** Problem to work on **
Using the records below, find every line that includes "under" and copy it.

Saved entries:
☆ ☆ ☆ ☆ ☆ ☆ ☆
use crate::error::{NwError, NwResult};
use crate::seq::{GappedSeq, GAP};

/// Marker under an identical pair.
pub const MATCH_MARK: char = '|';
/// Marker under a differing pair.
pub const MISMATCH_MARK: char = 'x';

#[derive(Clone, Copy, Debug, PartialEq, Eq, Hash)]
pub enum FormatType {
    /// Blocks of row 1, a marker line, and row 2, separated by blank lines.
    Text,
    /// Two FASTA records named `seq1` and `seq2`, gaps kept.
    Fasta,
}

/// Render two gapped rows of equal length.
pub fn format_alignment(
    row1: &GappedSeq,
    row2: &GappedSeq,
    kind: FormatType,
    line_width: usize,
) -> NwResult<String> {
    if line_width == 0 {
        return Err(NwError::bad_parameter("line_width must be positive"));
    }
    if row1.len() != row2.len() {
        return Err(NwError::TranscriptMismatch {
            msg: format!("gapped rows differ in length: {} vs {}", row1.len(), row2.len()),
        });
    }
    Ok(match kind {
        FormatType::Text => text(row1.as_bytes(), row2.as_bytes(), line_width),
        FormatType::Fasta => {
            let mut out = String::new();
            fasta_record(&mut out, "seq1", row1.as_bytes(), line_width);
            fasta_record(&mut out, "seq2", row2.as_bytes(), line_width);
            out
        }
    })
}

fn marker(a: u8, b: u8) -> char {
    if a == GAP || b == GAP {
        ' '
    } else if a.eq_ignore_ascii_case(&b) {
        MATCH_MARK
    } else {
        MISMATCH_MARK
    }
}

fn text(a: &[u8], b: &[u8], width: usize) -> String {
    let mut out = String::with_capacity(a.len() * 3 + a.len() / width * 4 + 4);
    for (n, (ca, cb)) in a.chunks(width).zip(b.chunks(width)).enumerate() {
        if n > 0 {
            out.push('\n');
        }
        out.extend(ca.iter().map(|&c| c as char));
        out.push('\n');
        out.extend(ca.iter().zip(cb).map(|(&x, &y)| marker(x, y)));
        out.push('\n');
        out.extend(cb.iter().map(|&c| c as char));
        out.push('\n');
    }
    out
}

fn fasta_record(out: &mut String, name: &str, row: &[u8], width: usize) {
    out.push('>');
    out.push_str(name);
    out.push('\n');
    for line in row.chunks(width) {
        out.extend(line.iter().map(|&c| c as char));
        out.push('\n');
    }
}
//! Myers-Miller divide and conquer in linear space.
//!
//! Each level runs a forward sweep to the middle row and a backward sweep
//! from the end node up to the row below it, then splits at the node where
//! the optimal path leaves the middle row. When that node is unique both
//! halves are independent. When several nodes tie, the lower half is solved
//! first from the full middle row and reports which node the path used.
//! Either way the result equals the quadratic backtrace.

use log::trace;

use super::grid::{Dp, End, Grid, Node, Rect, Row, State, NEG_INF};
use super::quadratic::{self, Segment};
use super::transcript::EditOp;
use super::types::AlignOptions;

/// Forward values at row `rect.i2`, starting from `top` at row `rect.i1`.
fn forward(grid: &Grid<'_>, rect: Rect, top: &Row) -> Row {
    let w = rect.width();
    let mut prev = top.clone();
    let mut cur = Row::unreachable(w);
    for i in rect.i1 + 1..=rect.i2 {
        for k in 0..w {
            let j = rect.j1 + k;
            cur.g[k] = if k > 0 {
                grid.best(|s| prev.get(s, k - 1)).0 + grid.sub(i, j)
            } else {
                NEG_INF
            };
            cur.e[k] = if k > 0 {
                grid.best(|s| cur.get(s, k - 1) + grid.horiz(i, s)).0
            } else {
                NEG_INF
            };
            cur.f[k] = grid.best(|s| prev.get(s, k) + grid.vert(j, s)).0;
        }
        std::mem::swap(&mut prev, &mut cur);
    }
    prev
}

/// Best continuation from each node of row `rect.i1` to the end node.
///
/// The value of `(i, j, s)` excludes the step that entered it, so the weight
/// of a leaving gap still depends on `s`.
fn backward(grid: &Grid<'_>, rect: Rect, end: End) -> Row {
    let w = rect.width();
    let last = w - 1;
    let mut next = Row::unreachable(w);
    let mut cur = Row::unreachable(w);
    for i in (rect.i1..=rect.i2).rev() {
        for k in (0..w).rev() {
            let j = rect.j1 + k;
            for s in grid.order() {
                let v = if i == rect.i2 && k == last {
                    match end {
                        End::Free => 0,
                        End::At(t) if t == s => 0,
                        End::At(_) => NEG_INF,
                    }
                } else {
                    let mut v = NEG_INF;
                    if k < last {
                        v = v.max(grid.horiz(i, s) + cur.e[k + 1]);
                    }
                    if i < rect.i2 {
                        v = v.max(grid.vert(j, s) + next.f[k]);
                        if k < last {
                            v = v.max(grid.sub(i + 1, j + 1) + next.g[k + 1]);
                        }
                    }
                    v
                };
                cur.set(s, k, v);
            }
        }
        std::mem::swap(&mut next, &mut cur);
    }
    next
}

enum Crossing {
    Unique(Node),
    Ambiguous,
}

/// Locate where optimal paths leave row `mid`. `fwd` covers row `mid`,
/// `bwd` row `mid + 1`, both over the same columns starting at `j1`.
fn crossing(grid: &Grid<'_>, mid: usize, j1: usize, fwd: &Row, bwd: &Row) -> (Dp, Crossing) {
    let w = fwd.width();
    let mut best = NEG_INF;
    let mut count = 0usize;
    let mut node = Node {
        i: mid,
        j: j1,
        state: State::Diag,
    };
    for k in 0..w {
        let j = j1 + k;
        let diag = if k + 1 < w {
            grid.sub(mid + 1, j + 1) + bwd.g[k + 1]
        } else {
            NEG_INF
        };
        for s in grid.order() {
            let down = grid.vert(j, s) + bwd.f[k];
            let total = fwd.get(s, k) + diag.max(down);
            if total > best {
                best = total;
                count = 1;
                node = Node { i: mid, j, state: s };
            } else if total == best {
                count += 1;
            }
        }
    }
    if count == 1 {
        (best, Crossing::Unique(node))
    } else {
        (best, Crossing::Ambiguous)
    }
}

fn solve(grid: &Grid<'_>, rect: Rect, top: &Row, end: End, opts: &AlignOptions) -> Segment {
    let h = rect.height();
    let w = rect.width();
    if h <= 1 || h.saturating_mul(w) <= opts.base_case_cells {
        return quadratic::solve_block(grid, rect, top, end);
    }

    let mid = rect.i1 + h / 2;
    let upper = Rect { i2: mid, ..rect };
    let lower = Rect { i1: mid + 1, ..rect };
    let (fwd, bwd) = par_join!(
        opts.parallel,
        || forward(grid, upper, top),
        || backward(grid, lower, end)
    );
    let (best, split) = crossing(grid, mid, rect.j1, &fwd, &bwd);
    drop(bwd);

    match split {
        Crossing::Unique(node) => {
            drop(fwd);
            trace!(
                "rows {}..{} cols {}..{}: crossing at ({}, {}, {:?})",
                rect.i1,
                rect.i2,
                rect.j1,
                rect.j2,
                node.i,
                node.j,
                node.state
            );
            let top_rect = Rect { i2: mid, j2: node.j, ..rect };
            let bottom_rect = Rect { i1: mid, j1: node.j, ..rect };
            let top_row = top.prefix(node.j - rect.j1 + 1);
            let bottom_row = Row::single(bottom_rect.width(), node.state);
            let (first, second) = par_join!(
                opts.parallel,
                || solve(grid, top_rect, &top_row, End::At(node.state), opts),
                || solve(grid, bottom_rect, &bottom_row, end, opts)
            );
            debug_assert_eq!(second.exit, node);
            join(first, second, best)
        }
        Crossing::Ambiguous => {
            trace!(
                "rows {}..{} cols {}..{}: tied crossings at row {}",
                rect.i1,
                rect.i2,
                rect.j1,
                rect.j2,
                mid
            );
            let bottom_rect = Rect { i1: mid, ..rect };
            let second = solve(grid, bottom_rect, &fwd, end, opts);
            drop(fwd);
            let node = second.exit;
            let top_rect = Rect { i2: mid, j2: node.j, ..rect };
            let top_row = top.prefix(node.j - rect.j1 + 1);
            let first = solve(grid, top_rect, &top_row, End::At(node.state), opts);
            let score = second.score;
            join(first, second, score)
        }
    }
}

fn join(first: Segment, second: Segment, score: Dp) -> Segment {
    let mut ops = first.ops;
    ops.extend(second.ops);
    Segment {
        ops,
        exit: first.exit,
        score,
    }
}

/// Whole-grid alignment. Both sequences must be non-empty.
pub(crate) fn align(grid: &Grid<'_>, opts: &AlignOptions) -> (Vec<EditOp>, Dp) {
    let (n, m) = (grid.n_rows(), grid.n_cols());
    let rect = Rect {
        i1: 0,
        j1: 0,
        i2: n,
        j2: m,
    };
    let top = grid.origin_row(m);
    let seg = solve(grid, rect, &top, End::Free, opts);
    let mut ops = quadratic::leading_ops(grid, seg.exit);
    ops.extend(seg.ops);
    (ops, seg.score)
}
☆ ☆ ☆ ☆ ☆ ☆ ☆
** Exercise result **
/// Marker under an identical pair.
/// Marker under a differing pair.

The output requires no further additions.